(Ilustración: Giovanni Tazza)
(Ilustración: Giovanni Tazza)
Rollin Thorne Davenport

La predictibilidad y la confianza son los cimientos que garantizan la viabilidad de toda economía moderna. En esencia, si la confianza de consumidores e inversionistas es mayor, estos tomarán decisiones con mayor facilidad, impulsando así la expansión económica nacional. Por el contrario, en un ambiente con baja predictibilidad, ambos actores postergan decisiones ante el temor de un porvenir incierto. Desafortunadamente, las recientes elecciones generales no se han caracterizado por contribuir con la generación de un clima que propague certeza en el futuro.

Hacia el último trimestre del 2020, la economía peruana –a pesar de los efectos perniciosos de la pandemia y de una descomposición de la gobernabilidad política– empezó a mostrar cifras alentadoras. Por ejemplo, la inversión privada creció 9,4% en el último trimestre del año tras caer durante tres trimestres consecutivos. Asimismo, la tasa de desempleo en Lima Metropolitana se redujo de 16,5% en septiembre del año pasado (su punto más alto desde el inicio de la pandemia) a 12,0% en mayo de este año. La disponibilidad de vacunas y la mayor efectividad de las medidas sanitarias tomadas por el Ejecutivo, sin duda, contribuyeron a recuperar la estabilidad.

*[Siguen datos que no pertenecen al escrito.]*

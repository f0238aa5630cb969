//! Attribute and style value constraints.

use std::fmt;
use std::sync::{Arc, LazyLock};

use regex::Regex;
use serde::Deserialize;
use smol_str::SmolStr;

static NUMBER_RE: LazyLock<Regex> =
    LazyLock::new(|| Regex::new(r"^-?\d+(\.\d+)?$").expect("valid number regex"));
static LENGTH_RE: LazyLock<Regex> =
    LazyLock::new(|| Regex::new(r"^-?\d+(\.\d+)?(\w*|%)$").expect("valid length regex"));
static COLOR_RE: LazyLock<Regex> =
    LazyLock::new(|| Regex::new(r"(?i)^(rgb(.+?)|#\w{3,6}|\w+)$").expect("valid color regex"));

/// URL schemes accepted by the `@url` macro.
const SAFE_SCHEMES: &[&str] = &["http", "https", "mailto", "tel", "ftp"];

/// Named value checks written as `@name` in rule declarations.
#[derive(Clone, Copy, Debug, PartialEq, Eq, Hash)]
pub enum SchemaMacro {
    Number,
    Length,
    Color,
    Url,
}

impl SchemaMacro {
    pub fn parse(value: &str) -> Option<Self> {
        match value {
            "@number" => Some(SchemaMacro::Number),
            "@length" => Some(SchemaMacro::Length),
            "@color" => Some(SchemaMacro::Color),
            "@url" => Some(SchemaMacro::Url),
            _ => None,
        }
    }

    pub fn as_str(&self) -> &'static str {
        match self {
            SchemaMacro::Number => "@number",
            SchemaMacro::Length => "@length",
            SchemaMacro::Color => "@color",
            SchemaMacro::Url => "@url",
        }
    }

    pub fn check(&self, value: &str) -> bool {
        match self {
            SchemaMacro::Number => NUMBER_RE.is_match(value),
            SchemaMacro::Length => LENGTH_RE.is_match(value),
            SchemaMacro::Color => COLOR_RE.is_match(value),
            SchemaMacro::Url => is_valid_url(value),
        }
    }
}

/// Whether `value` is a link target safe to keep in content.
///
/// Relative references pass. Absolute URLs need a safe scheme; `data:` is
/// only accepted for images.
pub fn is_valid_url(value: &str) -> bool {
    let value = value.trim();
    if value.is_empty() {
        return false;
    }
    if value.starts_with('/')
        || value.starts_with('#')
        || value.starts_with('?')
        || value.starts_with("./")
        || value.starts_with("../")
    {
        return true;
    }
    if value
        .get(..11)
        .is_some_and(|prefix| prefix.eq_ignore_ascii_case("data:image/"))
    {
        return true;
    }
    match url::Url::parse(value) {
        Ok(url) => SAFE_SCHEMES.contains(&url.scheme()),
        Err(_) => false,
    }
}

/// Predicate signature for code-declared value checks.
pub type ValuePredicate = Arc<dyn Fn(&str) -> bool + Send + Sync>;

/// A constraint on one attribute or style value.
#[derive(Clone, Deserialize)]
#[serde(try_from = "RawSchemaValue")]
pub enum SchemaValue {
    /// `"*"`: anything goes.
    Any,
    Exact(SmolStr),
    OneOf(Vec<SmolStr>),
    Pattern(Regex),
    Macro(SchemaMacro),
    /// Wrapper carrying the required flag.
    Object {
        required: bool,
        value: Box<SchemaValue>,
    },
    Predicate(ValuePredicate),
}

impl SchemaValue {
    /// Parse a declared string: `*`, a known macro, or a literal.
    pub fn parse(value: &str) -> Self {
        if value == "*" {
            return SchemaValue::Any;
        }
        match SchemaMacro::parse(value) {
            Some(m) => SchemaValue::Macro(m),
            None => SchemaValue::Exact(SmolStr::new(value)),
        }
    }

    pub fn one_of<I, S>(values: I) -> Self
    where
        I: IntoIterator<Item = S>,
        S: Into<SmolStr>,
    {
        SchemaValue::OneOf(values.into_iter().map(Into::into).collect())
    }

    pub fn pattern(pattern: &str) -> Result<Self, regex::Error> {
        Ok(SchemaValue::Pattern(Regex::new(pattern)?))
    }

    pub fn predicate(f: impl Fn(&str) -> bool + Send + Sync + 'static) -> Self {
        SchemaValue::Predicate(Arc::new(f))
    }

    /// Wrap a value so that the attribute must be present.
    pub fn required(value: impl Into<SchemaValue>) -> Self {
        SchemaValue::Object {
            required: true,
            value: Box::new(value.into()),
        }
    }

    pub fn is_required(&self) -> bool {
        matches!(self, SchemaValue::Object { required: true, .. })
    }

    /// Check a possibly absent value for the attribute `name`.
    pub fn check(&self, name: &str, value: Option<&str>) -> bool {
        match (self, value) {
            (SchemaValue::Object { required, .. }, None) => !required,
            (SchemaValue::Object { value: inner, .. }, Some(value)) => {
                inner.check(name, Some(value))
            }
            (_, None) => true,
            (_, Some(value)) => self.check_present(name, value),
        }
    }

    fn check_present(&self, name: &str, value: &str) -> bool {
        let is_class = name == "class";
        match self {
            SchemaValue::Any => true,
            SchemaValue::Exact(expected) if is_class => {
                value.split_whitespace().any(|token| token == expected.as_str())
            }
            SchemaValue::Exact(expected) => value == expected.as_str(),
            SchemaValue::OneOf(list) if is_class => value
                .split_whitespace()
                .all(|token| list.iter().any(|item| item == token)),
            SchemaValue::OneOf(list) => list.iter().any(|item| item == value),
            SchemaValue::Pattern(re) if is_class => {
                value.split_whitespace().all(|token| re.is_match(token))
            }
            SchemaValue::Pattern(re) => re.is_match(value),
            SchemaValue::Macro(SchemaMacro::Url) => is_valid_url(value),
            SchemaValue::Macro(m) if is_class => {
                value.split_whitespace().all(|token| m.check(token))
            }
            SchemaValue::Macro(m) => m.check(value),
            SchemaValue::Object { value: inner, .. } => inner.check_present(name, value),
            SchemaValue::Predicate(f) => f(value),
        }
    }
}

impl From<&str> for SchemaValue {
    fn from(value: &str) -> Self {
        SchemaValue::parse(value)
    }
}

impl From<SchemaMacro> for SchemaValue {
    fn from(value: SchemaMacro) -> Self {
        SchemaValue::Macro(value)
    }
}

impl From<Regex> for SchemaValue {
    fn from(value: Regex) -> Self {
        SchemaValue::Pattern(value)
    }
}

impl PartialEq for SchemaValue {
    fn eq(&self, other: &Self) -> bool {
        match (self, other) {
            (SchemaValue::Any, SchemaValue::Any) => true,
            (SchemaValue::Exact(a), SchemaValue::Exact(b)) => a == b,
            (SchemaValue::OneOf(a), SchemaValue::OneOf(b)) => a == b,
            (SchemaValue::Pattern(a), SchemaValue::Pattern(b)) => a.as_str() == b.as_str(),
            (SchemaValue::Macro(a), SchemaValue::Macro(b)) => a == b,
            (
                SchemaValue::Object {
                    required: ra,
                    value: va,
                },
                SchemaValue::Object {
                    required: rb,
                    value: vb,
                },
            ) => ra == rb && va == vb,
            (SchemaValue::Predicate(a), SchemaValue::Predicate(b)) => Arc::ptr_eq(a, b),
            _ => false,
        }
    }
}

impl fmt::Display for SchemaValue {
    fn fmt(&self, f: &mut fmt::Formatter<'_>) -> fmt::Result {
        match self {
            SchemaValue::Any => f.write_str("*"),
            SchemaValue::Exact(value) => write!(f, "{value:?}"),
            SchemaValue::OneOf(values) => {
                f.write_str("[")?;
                for (i, value) in values.iter().enumerate() {
                    if i > 0 {
                        f.write_str(", ")?;
                    }
                    write!(f, "{value:?}")?;
                }
                f.write_str("]")
            }
            SchemaValue::Pattern(re) => write!(f, "/{}/", re.as_str()),
            SchemaValue::Macro(m) => f.write_str(m.as_str()),
            SchemaValue::Object { required, value } => {
                if *required {
                    write!(f, "required {value}")
                } else {
                    write!(f, "{value}")
                }
            }
            SchemaValue::Predicate(_) => f.write_str("<predicate>"),
        }
    }
}

impl fmt::Debug for SchemaValue {
    fn fmt(&self, f: &mut fmt::Formatter<'_>) -> fmt::Result {
        write!(f, "SchemaValue({self})")
    }
}

/// Wire shape of a value in JSON rule declarations.
#[derive(Deserialize)]
#[serde(untagged)]
enum RawSchemaValue {
    Text(String),
    List(Vec<String>),
    Pattern {
        regex: String,
    },
    Object {
        #[serde(default)]
        required: bool,
        value: Box<RawSchemaValue>,
    },
}

impl TryFrom<RawSchemaValue> for SchemaValue {
    type Error = regex::Error;

    fn try_from(raw: RawSchemaValue) -> Result<Self, Self::Error> {
        Ok(match raw {
            RawSchemaValue::Text(text) => SchemaValue::parse(&text),
            RawSchemaValue::List(values) => SchemaValue::one_of(values),
            RawSchemaValue::Pattern { regex } => SchemaValue::pattern(&regex)?,
            RawSchemaValue::Object { required, value } => SchemaValue::Object {
                required,
                value: Box::new(SchemaValue::try_from(*value)?),
            },
        })
    }
}

#[cfg(test)]
mod tests {
    use super::*;

    #[test]
    fn test_parse_strings() {
        assert_eq!(SchemaValue::parse("*"), SchemaValue::Any);
        assert_eq!(SchemaValue::parse("@color"), SchemaValue::Macro(SchemaMacro::Color));
        assert_eq!(SchemaValue::parse("@var0"), SchemaValue::Exact("@var0".into()));
        assert_eq!(SchemaValue::parse("red"), SchemaValue::Exact("red".into()));
    }

    #[test]
    fn test_object_presence() {
        let required = SchemaValue::required("@number");
        assert!(!required.check("width", None));
        assert!(required.check("width", Some("12")));
        assert!(!required.check("width", Some("wide")));

        let optional = SchemaValue::Object {
            required: false,
            value: Box::new(SchemaValue::Any),
        };
        assert!(optional.check("title", None));
        assert!(SchemaValue::parse("red").check("color", None));
    }

    #[test]
    fn test_class_asymmetry() {
        let exact = SchemaValue::parse("a");
        assert!(exact.check("class", Some("a b")));
        assert!(!exact.check("title", Some("a b")));

        let set = SchemaValue::one_of(["a", "c"]);
        assert!(!set.check("class", Some("a b")));
        assert!(set.check("class", Some("a  c ")));
        assert!(set.check("title", Some("c")));

        let re = SchemaValue::pattern("^x-").unwrap();
        assert!(re.check("class", Some("x-1 x-2")));
        assert!(!re.check("class", Some("x-1 y")));
    }

    #[test]
    fn test_macros() {
        assert!(SchemaMacro::Number.check("-1.5"));
        assert!(!SchemaMacro::Number.check("1e3"));
        assert!(SchemaMacro::Length.check("12px"));
        assert!(SchemaMacro::Length.check("50%"));
        assert!(!SchemaMacro::Length.check("px"));
        assert!(SchemaMacro::Color.check("#fff"));
        assert!(SchemaMacro::Color.check("RGB(1, 2, 3)"));
        assert!(SchemaMacro::Color.check("red"));
        assert!(!SchemaMacro::Color.check("red; background: url(x)"));
    }

    #[test]
    fn test_url_macro() {
        assert!(is_valid_url("https://example.com/a?b=1"));
        assert!(is_valid_url("/relative/path"));
        assert!(is_valid_url("#anchor"));
        assert!(is_valid_url("mailto:someone@example.com"));
        assert!(is_valid_url("data:image/png;base64,AAAA"));
        assert!(!is_valid_url("javascript:alert(1)"));
        assert!(!is_valid_url("data:text/html,<b>"));
        assert!(!is_valid_url("not a url"));
        assert!(!is_valid_url(""));
    }

    #[test]
    fn test_predicate_identity() {
        let f = SchemaValue::predicate(|v| v.len() < 3);
        assert_eq!(f, f.clone());
        assert_ne!(f, SchemaValue::predicate(|v| v.len() < 3));
        assert!(f.check("x", Some("ab")));
        assert!(!f.check("x", Some("abc")));
    }

    #[test]
    fn test_deserialize() {
        let value: SchemaValue =
            serde_json::from_str(r#"{"required": true, "value": "@color"}"#).unwrap();
        assert_eq!(value, SchemaValue::required(SchemaMacro::Color));

        let value: SchemaValue = serde_json::from_str(r#"["left", "right"]"#).unwrap();
        assert_eq!(value, SchemaValue::one_of(["left", "right"]));

        let value: SchemaValue = serde_json::from_str(r#"{"regex": "^h[1-6]$"}"#).unwrap();
        assert_eq!(value, SchemaValue::pattern("^h[1-6]$").unwrap());

        assert!(serde_json::from_str::<SchemaValue>(r#"{"regex": "("}"#).is_err());
    }
}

Sin embargo, tras los resultados aún inciertos de las elecciones presidenciales –sumados a la popularidad de alternativas políticas que amenazan con caer en la tentación del estatismo–, algunos indicadores económicos alertan sobre un futuro nuevamente incierto. El alza del precio del dólar a cifras históricas representa quizás el caso más notorio. No obstante, el nerviosismo también ha afectado otros sectores como el de fondos mutuos, que ya sufrió el retiro de aproximadamente S/.3.100 millones en abril de este año, que fueron reorientados a alternativas de inversión en el extranjero. Todo esto, cabe indicar, a pesar del sostenido esfuerzo del BCR por introducir estabilidad macroeconómica en la coyuntura poselectoral.

En este contexto errático, resulta vital que la tarea inicial de quien sea finalmente proclamado presidente electo por el JNE sea dar calma a los mercados y brindar garantías de un manejo macroeconómico prudente. Es fundamental que quien resulte ganador renuncie a cualquier tentativa por intervenir el mercado cambiario y desarticular los esfuerzos que se han venido haciendo para insertar al Perú en las cadenas de valor globales. La economía peruana es pequeña, por lo que continuar con políticas de liberalización comercial y financiera es imprescindible.

En una segunda instancia, el próximo mandatario deberá mostrar un compromiso real con los proyectos de inversión y las reformas que están en agenda –lo que se ha quedado en el tintero por años– para recuperar la confianza y la senda del crecimiento. En este sentido, reconocer al sector privado como el principal actor en el proceso de generación de riqueza es un buen comienzo. Hay un portafolio de proyectos de inversión sumamente prometedor que incluye el megapuerto de Chancay, el proyecto de irrigación Majes-Siguas II y el proyecto cuprífero Tía María, entre otros, que no debe ser desperdiciado.

No se puede confundir el modelo económico con el Estado. Las sostenidas carencias de la administración pública y la inestabilidad política no son consecuencia de la adopción de un régimen económico que ha logrado que el Perú crezca en promedio 5% por año durante las últimas tres décadas. Sin embargo, para que este modelo continúe generando prosperidad se necesita un clima de predictibilidad. La incertidumbre rezaga todo proceso de toma de decisiones y, en un caso extremo como el actual, fomenta la fuga de capitales, oportunidades y talento en perjuicio del desarrollo de todo el país.